Background Vitamin D is important for the maintenance of the musculoskeletal system, is positively associated with muscle strength and physical performance, and is inversely associated with fall and fracture risk. The major determinants of serum vitamin D concentration are sunlight exposure and intake from diet or supplements; however, genetic variants affecting serum vitamin D concentration were recently identified in a meta-analyses of genome-wide association studies in Caucasian populations.1,2 We investigated the genetic variants associated with serum vitamin D concentration and the occurrence of hip fracture in Japanese rheumatoid arthritis (RA) patients.

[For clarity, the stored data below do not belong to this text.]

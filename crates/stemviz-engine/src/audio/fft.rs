//! Windowed FFT tap used by the analysis tick.

use num_complex::Complex;
use rustfft::{Fft, FftPlanner};
use std::sync::Arc;

/// FFT size. At 44.1kHz this gives ~21.5Hz bins, enough resolution
/// for the 20-80Hz kick range.
pub const FFT_SIZE: usize = 2048;

/// Pre-allocated FFT resources, one per analysis thread.
pub struct FftContext {
    fft: Arc<dyn Fft<f32>>,
    window: Vec<f32>,
    buffer: Vec<Complex<f32>>,
}

impl FftContext {
    pub fn new() -> Self {
        let mut planner = FftPlanner::new();
        let fft = planner.plan_fft_forward(FFT_SIZE);

        let window: Vec<f32> = (0..FFT_SIZE)
            .map(|i| 0.5 * (1.0 - (2.0 * std::f32::consts::PI * i as f32 / FFT_SIZE as f32).cos()))
            .collect();

        Self {
            fft,
            window,
            buffer: vec![Complex::new(0.0, 0.0); FFT_SIZE],
        }
    }

    /// Compute half-spectrum magnitudes (roughly 0-1) for a window of
    /// samples. Shorter windows are zero-padded.
    pub fn magnitudes(&mut self, samples: &[f32], out: &mut Vec<f32>) {
        let n = samples.len().min(FFT_SIZE);
        for i in 0..FFT_SIZE {
            let s = if i < n { samples[i] } else { 0.0 };
            self.buffer[i] = Complex::new(s * self.window[i], 0.0);
        }

        self.fft.process(&mut self.buffer);

        out.clear();
        // Hann window halves the coherent gain, hence 4/N instead of 2/N
        let scale = 4.0 / FFT_SIZE as f32;
        out.extend(self.buffer[..FFT_SIZE / 2].iter().map(|c| c.norm() * scale));
    }
}

impl Default for FftContext {
    fn default() -> Self {
        Self::new()
    }
}

#[cfg(test)]
mod tests {
    use super::*;

    #[test]
    fn sine_peaks_in_expected_bin() {
        let mut ctx = FftContext::new();
        let sr = 44_100.0;
        let freq = 440.0;
        let samples: Vec<f32> = (0..FFT_SIZE)
            .map(|i| (2.0 * std::f32::consts::PI * freq * i as f32 / sr).sin())
            .collect();

        let mut mags = Vec::new();
        ctx.magnitudes(&samples, &mut mags);

        let peak_bin = mags
            .iter()
            .enumerate()
            .max_by(|a, b| a.1.partial_cmp(b.1).unwrap())
            .map(|(i, _)| i)
            .unwrap();

        let expected = (freq / (sr / FFT_SIZE as f32)).round() as usize;
        assert!(
            (peak_bin as i32 - expected as i32).abs() <= 1,
            "peak at {peak_bin}, expected {expected}"
        );
        assert!(mags[peak_bin] > 0.5, "peak magnitude {}", mags[peak_bin]);
    }

    #[test]
    fn empty_input_is_all_zero() {
        let mut ctx = FftContext::new();
        let mut mags = Vec::new();
        ctx.magnitudes(&[], &mut mags);
        assert_eq!(mags.len(), FFT_SIZE / 2);
        assert!(mags.iter().all(|&m| m == 0.0));
    }
}
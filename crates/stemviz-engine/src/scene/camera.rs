//! Orbit camera with loudness heuristics, pointer hover offset and
//! bass shake.

use glam::{Mat4, Vec3};
use rand::Rng;

use crate::scene::choreography::Levels;

const BASE_ROTATION_SPEED: f32 = 0.12;

/// Radius targets for the priority cascade.
const BURST_RADIUS: f32 = 28.0;
const WALK_RADIUS_RANGE: (f32, f32) = (12.0, 25.0);
const ZERO_BASS_RADIUS: f32 = 3.0;
const LERP_RADIUS_RANGE: (f32, f32) = (3.0, 12.0);
/// Bass energy below this counts as "no bass at all".
const ZERO_BASS_GATE: f32 = 0.02;

/// Radius smoothing rates (per second), normal vs ethereal.
const RADIUS_RATE: f32 = 1.5;
const RADIUS_RATE_ETHEREAL: f32 = 0.4;

/// Random-walk retarget interval bounds.
const WALK_INTERVAL: (f32, f32) = (0.8, 2.0);

/// Progressive speed multiplier easing rate.
const PROGRESSIVE_RATE: f32 = 0.3;

/// Pointer hover: full effect after this much continuous hover, and a
/// much lazier relaxation once the pointer leaves.
const HOVER_FADE_SECS: f32 = 2.0;
const HOVER_RELAX_FACTOR: f32 = 10.0;
const HOVER_MAX_YAW: f32 = 0.6;
const HOVER_MAX_TILT: f32 = 0.35;
/// Low-pass on the raw pointer offset itself.
const HOVER_SMOOTH_ALPHA: f32 = 0.04;

/// Shake gates and damping.
const LOUDNESS_FLOOR: f32 = 0.05;
const SHAKE_STRENGTH: f32 = 0.35;
const SHAKE_DAMPING: f32 = 0.85;

const TILT_HEIGHT: f32 = 0.35;
const FOV_Y: f32 = std::f32::consts::FRAC_PI_3;

/// Loudness of the four candidate stems, transport order.
#[derive(Clone, Copy, Default)]
pub struct CandidateLoudness(pub [f32; 4]);

impl CandidateLoudness {
    /// Index of the loudest candidate, if any clears the floor.
    fn loudest(&self) -> Option<usize> {
        let (idx, max) = self
            .0
            .iter()
            .copied()
            .enumerate()
            .fold((0, f32::MIN), |acc, (i, v)| if v > acc.1 { (i, v) } else { acc });
        (max > LOUDNESS_FLOOR).then_some(idx)
    }
}

pub struct CameraInputs<'a> {
    pub dt: f32,
    pub time: f64,
    pub levels: &'a Levels,
    pub bass_energy: f32,
    pub kick: f32,
    pub jitter_energy: f32,
    pub candidates: CandidateLoudness,
    /// Candidate index of the bass stem (shake gate).
    pub bass_index: usize,
    /// Candidate index of the drive stem (random-walk gate).
    pub drive_index: usize,
    /// Normalized pointer position over the canvas, if hovering.
    pub pointer: Option<(f32, f32)>,
}

/// Pointer-offset fade-in/fade-out is asymmetric, so hover is an
/// explicit state machine instead of one smoothing constant.
enum Hover {
    Idle,
    Entering { since: f32 },
    Steady,
}

pub struct OrbitCamera {
    angle: f32,
    radius: f32,
    walk_target: f32,
    walk_countdown: f32,
    progressive_mult: f32,
    hover: Hover,
    hover_weight: f32,
    hover_yaw: f32,
    hover_tilt: f32,
    shake: Vec3,
}

impl OrbitCamera {
    pub fn new() -> Self {
        Self {
            angle: 0.0,
            radius: LERP_RADIUS_RANGE.1,
            walk_target: WALK_RADIUS_RANGE.0,
            walk_countdown: 0.0,
            progressive_mult: 1.0,
            hover: Hover::Idle,
            hover_weight: 0.0,
            hover_yaw: 0.0,
            hover_tilt: 0.0,
            shake: Vec3::ZERO,
        }
    }

    pub fn radius(&self) -> f32 {
        self.radius
    }

    pub fn update(&mut self, inputs: &CameraInputs) {
        let dt = inputs.dt;
        let mut rng = rand::rng();
        let loudest = inputs.candidates.loudest();

        // Radius target, highest priority first
        let target = if inputs.levels.burst {
            BURST_RADIUS
        } else if loudest == Some(inputs.drive_index) {
            self.walk_countdown -= dt;
            if self.walk_countdown <= 0.0 {
                self.walk_target = rng.random_range(WALK_RADIUS_RANGE.0..WALK_RADIUS_RANGE.1);
                self.walk_countdown = rng.random_range(WALK_INTERVAL.0..WALK_INTERVAL.1);
            }
            self.walk_target
        } else if inputs.bass_energy < ZERO_BASS_GATE {
            ZERO_BASS_RADIUS
        } else {
            LERP_RADIUS_RANGE.0
                + inputs.bass_energy * (LERP_RADIUS_RANGE.1 - LERP_RADIUS_RANGE.0)
        };

        let rate = if inputs.levels.ethereal {
            RADIUS_RATE_ETHEREAL
        } else {
            RADIUS_RATE
        };
        self.radius += (target - self.radius) * (rate * dt).min(1.0);

        // Rotation: bass multiplier is instantaneous, the per-stem
        // progressive multiplier eases so speed changes feel like
        // acceleration
        let progressive_target = match loudest {
            Some(i) => 1.0 + i as f32 * 0.5,
            None => 1.0,
        };
        self.progressive_mult +=
            (progressive_target - self.progressive_mult) * (PROGRESSIVE_RATE * dt).min(1.0);
        let bass_mult = 1.0 + inputs.bass_energy * 2.0;
        self.angle += BASE_ROTATION_SPEED * bass_mult * self.progressive_mult * dt;

        self.update_hover(inputs);
        self.update_shake(inputs, &mut rng);
    }

    fn update_hover(&mut self, inputs: &CameraInputs) {
        let dt = inputs.dt;
        match inputs.pointer {
            Some((x, y)) => {
                match self.hover {
                    Hover::Idle => self.hover = Hover::Entering { since: 0.0 },
                    Hover::Entering { ref mut since } => {
                        *since += dt;
                        if *since >= HOVER_FADE_SECS {
                            self.hover = Hover::Steady;
                        }
                    }
                    Hover::Steady => {}
                }
                let fade_in = dt / HOVER_FADE_SECS;
                self.hover_weight = (self.hover_weight + fade_in).min(1.0);

                let target_yaw = (x - 0.5) * 2.0 * HOVER_MAX_YAW;
                let target_tilt = (y - 0.5) * 2.0 * HOVER_MAX_TILT;
                self.hover_yaw += (target_yaw - self.hover_yaw) * HOVER_SMOOTH_ALPHA;
                self.hover_tilt += (target_tilt - self.hover_tilt) * HOVER_SMOOTH_ALPHA;
            }
            None => {
                self.hover = Hover::Idle;
                let relax = dt / (HOVER_FADE_SECS * HOVER_RELAX_FACTOR);
                self.hover_weight = (self.hover_weight - relax).max(0.0);
            }
        }
    }

    fn update_shake(&mut self, inputs: &CameraInputs, rng: &mut impl Rng) {
        let bass_is_loudest = inputs.candidates.loudest() == Some(inputs.bass_index);
        if bass_is_loudest {
            let magnitude = (inputs.kick * 0.6 + inputs.bass_energy * 0.4) * SHAKE_STRENGTH;
            self.shake += Vec3::new(
                rng.random_range(-1.0..1.0),
                rng.random_range(-1.0..1.0),
                rng.random_range(-1.0..1.0),
            ) * magnitude;
        }
        self.shake *= SHAKE_DAMPING.powf(inputs.dt * 60.0);
    }

    /// Eye position for the current state.
    pub fn eye(&self, inputs: &CameraInputs) -> Vec3 {
        let t = inputs.time as f32;
        let yaw = self.angle + self.hover_yaw * self.hover_weight;
        let tilt = TILT_HEIGHT + self.hover_tilt * self.hover_weight;

        let mut eye = Vec3::new(
            yaw.cos() * self.radius,
            tilt * self.radius,
            yaw.sin() * self.radius,
        );

        // Sinusoidal wander from the jitter stem, broader drift in
        // ethereal mode
        let wander = 0.2 + inputs.jitter_energy;
        eye += Vec3::new((t * 0.31).sin(), (t * 0.17).sin(), (t * 0.23).sin()) * wander;
        if inputs.levels.ethereal {
            eye += Vec3::new((t * 0.05).sin(), (t * 0.04).cos(), (t * 0.06).sin()) * 2.0;
        }

        eye + self.shake
    }

    /// Look-at target wanders gently around the origin.
    pub fn target(&self, inputs: &CameraInputs) -> Vec3 {
        let t = inputs.time as f32;
        Vec3::new((t * 0.11).sin(), (t * 0.07).sin(), (t * 0.13).cos()) * 0.4
    }

    pub fn view_matrix(&self, inputs: &CameraInputs) -> Mat4 {
        Mat4::look_at_rh(self.eye(inputs), self.target(inputs), Vec3::Y)
    }

    pub fn projection_matrix(aspect: f32) -> Mat4 {
        Mat4::perspective_rh(FOV_Y, aspect.max(0.01), 0.1, 500.0)
    }
}

impl Default for OrbitCamera {
    fn default() -> Self {
        Self::new()
    }
}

Objectives The purpose of this study is to identify the genetic variants associated with serum vitamin D concentration and the occurrence of hip fracture in Japanese RA patients.
Methods We obtained DNA samples of 2068 Japanese RA patients from the IORRA (Institute of Rheumatology Rheumatoid Arthritis cohort study) DNA collection. IORRA is a project of a large-scale observational RA cohort. All of the patients who donated DNA samples consented to participate in this study in accordance with the process approved by the Tokyo Women’s Medical University Genome Ethics Committee. All of the patients satisfied the American College of Rheumatology 1987 revised criteria for the classification of RA. Five of the single nucleotide polymorphisms (SNPs) reported by Wang TJ, et al.1 and Ahn J, et al.2 were selected: rs2282679 in GC, rs12785878, rs1790349, rs3829251 in or near DHCR7/NADSYN1, and rs10741657 near CYP2R1. SNP genotyping was performed using the TaqMan fluorogenic 5’ nuclease assay (Applied Biosystems, Tokyo, Japan). In 933 of 2068 Japanese RA patients, serum 25-hydroxyvitamin D [25(OH)D] concentrations were measured. The occurrence of hip fracture was picked up from the patient questionnaires performed in IORRA, and confirmed by review of medical records and radiographs. Eventually we included 97 hip fractures in 97 patients in this study. Univariate regression analyses for serum 25(OH)D concentration were performed in 933 Japanese RA patients. Prediction analysis for the occurrence of hip fracture was performed using multivariate Cox proportional hazards regression models in 2068 Japanese RA patients.
Results Univariate linear regression analyses showed that rs2282679 was associated with progression of lower serum 25(OH)D concentration in Japanese RA patients (β=-1.25, p=8.73 × 10-5). The other SNPs showed no such association. Multivariate Cox proportional hazards regression models indicated that the occurrence of hip fracture was significantly increased in the recessive model [HR (95% CI): 2.5 (1.04 to 6.13); p=0.04].
Conclusions A significant association was observed between genetic variants in GC and serum vitamin D concentration in Japanese RA patients. In addition, our data indicated that GC gene polymorphism is the risk for hip fracture in Japanese RA patients.
Wang TJ, et al. Common genetic determinants of vitamin D insufficiency: a genome-wide association study. Lancet 2010 Jul 17; 376(9736):180-8.
Ahn J, et al. Genome-wide association study of circulating vitamin D levels. Hum Mol Genet. 2010 Jul 1; 19(13):2739-45.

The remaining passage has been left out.